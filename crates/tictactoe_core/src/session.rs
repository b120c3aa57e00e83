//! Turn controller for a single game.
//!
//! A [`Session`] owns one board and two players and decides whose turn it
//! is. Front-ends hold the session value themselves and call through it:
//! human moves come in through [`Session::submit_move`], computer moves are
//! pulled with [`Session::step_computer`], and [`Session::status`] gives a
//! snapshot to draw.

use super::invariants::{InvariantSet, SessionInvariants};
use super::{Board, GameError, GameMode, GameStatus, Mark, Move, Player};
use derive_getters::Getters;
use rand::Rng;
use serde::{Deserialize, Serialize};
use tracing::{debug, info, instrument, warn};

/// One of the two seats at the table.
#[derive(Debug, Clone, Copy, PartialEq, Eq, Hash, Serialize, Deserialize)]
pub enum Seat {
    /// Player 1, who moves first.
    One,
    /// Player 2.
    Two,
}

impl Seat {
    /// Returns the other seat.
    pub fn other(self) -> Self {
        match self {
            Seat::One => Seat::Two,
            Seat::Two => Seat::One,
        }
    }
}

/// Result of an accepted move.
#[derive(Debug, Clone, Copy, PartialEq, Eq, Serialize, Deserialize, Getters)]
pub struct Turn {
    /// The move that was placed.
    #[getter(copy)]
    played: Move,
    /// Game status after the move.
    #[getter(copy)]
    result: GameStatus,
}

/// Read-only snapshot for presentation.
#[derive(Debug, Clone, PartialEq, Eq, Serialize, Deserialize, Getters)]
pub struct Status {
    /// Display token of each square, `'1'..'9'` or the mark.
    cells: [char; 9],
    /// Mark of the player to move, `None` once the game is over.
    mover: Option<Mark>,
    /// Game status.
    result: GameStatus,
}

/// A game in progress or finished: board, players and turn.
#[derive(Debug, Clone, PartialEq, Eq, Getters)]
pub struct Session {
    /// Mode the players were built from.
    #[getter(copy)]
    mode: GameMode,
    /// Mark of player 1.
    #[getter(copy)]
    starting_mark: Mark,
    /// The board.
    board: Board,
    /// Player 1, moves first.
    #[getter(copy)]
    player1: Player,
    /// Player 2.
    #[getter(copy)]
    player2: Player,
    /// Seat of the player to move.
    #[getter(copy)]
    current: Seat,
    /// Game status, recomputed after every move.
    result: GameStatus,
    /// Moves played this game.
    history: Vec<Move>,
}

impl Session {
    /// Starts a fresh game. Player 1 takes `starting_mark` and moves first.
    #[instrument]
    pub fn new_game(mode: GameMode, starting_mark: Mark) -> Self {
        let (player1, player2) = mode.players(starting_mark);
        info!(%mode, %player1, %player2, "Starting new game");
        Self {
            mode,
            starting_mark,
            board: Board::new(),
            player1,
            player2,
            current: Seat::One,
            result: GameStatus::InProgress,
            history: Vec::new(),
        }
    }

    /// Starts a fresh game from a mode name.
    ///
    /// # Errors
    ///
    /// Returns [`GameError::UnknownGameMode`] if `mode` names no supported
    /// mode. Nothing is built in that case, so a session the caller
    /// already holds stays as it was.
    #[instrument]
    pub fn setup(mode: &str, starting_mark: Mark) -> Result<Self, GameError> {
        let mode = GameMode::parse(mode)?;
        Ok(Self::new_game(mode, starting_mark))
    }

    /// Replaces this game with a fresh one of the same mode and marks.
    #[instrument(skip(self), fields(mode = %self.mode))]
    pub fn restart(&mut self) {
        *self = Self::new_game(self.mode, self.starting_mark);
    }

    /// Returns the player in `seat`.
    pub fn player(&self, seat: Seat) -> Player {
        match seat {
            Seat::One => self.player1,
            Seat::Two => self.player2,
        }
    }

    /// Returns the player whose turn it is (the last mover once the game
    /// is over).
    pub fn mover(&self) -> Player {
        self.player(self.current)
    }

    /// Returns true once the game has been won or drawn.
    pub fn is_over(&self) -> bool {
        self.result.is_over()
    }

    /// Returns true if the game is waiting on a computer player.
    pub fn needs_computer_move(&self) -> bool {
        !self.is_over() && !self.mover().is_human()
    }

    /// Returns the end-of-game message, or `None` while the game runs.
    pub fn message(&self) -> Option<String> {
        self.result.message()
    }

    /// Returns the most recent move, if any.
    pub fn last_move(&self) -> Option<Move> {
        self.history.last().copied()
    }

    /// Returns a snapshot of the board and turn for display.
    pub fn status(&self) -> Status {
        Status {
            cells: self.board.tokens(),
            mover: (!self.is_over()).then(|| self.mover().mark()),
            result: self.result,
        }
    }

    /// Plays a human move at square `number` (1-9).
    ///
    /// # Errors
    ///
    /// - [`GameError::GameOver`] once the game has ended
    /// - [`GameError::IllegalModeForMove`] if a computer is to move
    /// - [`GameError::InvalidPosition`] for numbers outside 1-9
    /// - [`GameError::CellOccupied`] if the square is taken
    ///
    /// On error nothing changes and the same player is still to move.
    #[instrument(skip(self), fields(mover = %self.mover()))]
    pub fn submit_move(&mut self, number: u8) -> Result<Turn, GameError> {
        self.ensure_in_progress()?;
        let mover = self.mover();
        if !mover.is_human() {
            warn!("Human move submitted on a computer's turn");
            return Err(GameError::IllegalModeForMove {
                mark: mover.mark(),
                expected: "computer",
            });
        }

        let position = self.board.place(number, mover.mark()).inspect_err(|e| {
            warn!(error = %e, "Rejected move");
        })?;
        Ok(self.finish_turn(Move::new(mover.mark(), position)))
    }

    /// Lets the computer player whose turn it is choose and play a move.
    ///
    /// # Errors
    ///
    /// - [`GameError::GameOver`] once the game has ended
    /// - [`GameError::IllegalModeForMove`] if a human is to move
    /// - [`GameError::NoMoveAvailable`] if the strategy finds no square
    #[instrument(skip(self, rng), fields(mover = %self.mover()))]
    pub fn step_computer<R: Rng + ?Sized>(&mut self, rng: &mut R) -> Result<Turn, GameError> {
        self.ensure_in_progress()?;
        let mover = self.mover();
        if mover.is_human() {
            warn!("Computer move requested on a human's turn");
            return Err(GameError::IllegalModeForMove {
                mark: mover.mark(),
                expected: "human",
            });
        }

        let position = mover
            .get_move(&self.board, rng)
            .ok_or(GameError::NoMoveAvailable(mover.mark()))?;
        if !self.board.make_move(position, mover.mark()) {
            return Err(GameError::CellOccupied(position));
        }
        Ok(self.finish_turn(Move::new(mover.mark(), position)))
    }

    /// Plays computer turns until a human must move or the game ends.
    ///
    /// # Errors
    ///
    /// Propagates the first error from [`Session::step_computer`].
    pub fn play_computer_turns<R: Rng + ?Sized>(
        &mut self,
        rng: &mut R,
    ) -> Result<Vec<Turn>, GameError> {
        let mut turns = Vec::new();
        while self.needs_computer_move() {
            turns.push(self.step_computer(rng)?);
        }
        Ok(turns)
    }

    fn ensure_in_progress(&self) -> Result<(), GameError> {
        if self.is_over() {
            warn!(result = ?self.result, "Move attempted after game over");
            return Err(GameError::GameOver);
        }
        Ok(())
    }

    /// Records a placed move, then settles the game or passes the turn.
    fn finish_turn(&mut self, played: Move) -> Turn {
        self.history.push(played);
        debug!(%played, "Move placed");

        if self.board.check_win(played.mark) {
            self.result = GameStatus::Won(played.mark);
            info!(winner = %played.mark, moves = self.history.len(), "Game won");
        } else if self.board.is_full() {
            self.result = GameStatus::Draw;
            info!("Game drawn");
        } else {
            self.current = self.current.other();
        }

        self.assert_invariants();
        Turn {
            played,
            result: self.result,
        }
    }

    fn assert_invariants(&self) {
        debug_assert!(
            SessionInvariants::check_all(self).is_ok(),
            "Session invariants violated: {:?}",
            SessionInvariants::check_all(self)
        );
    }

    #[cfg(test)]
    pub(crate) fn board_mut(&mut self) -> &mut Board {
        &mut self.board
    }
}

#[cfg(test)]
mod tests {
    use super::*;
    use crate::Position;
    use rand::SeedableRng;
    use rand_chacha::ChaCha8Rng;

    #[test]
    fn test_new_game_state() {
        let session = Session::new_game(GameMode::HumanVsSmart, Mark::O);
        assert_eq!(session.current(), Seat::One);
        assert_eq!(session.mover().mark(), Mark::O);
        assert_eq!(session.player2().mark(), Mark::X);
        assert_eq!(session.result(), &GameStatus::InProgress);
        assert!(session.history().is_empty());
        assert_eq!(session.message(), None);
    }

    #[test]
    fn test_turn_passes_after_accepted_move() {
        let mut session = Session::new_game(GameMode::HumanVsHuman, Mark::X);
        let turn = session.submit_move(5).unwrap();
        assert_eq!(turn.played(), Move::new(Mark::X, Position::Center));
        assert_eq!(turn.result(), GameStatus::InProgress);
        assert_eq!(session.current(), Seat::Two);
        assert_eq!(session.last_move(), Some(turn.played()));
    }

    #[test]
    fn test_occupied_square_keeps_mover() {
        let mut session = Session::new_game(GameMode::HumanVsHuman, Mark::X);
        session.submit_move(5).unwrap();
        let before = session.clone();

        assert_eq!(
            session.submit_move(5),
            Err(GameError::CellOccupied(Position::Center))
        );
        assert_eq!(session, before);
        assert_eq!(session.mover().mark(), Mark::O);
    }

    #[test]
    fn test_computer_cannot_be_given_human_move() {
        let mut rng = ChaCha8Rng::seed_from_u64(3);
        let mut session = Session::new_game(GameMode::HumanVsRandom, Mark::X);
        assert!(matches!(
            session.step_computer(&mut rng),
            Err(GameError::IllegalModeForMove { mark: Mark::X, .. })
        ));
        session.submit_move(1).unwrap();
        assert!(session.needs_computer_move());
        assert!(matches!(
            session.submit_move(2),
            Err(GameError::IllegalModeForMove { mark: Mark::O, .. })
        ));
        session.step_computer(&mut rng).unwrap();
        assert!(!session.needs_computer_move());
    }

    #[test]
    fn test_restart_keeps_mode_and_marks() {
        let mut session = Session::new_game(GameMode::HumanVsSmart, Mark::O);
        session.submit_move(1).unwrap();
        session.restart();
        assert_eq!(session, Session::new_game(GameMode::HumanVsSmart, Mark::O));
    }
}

:: EXERCISE OBJECTIVE ::
A single number is needed: the count of lines in the records that contain "cells".

:: ANSWER TO THE EXERCISE ::
2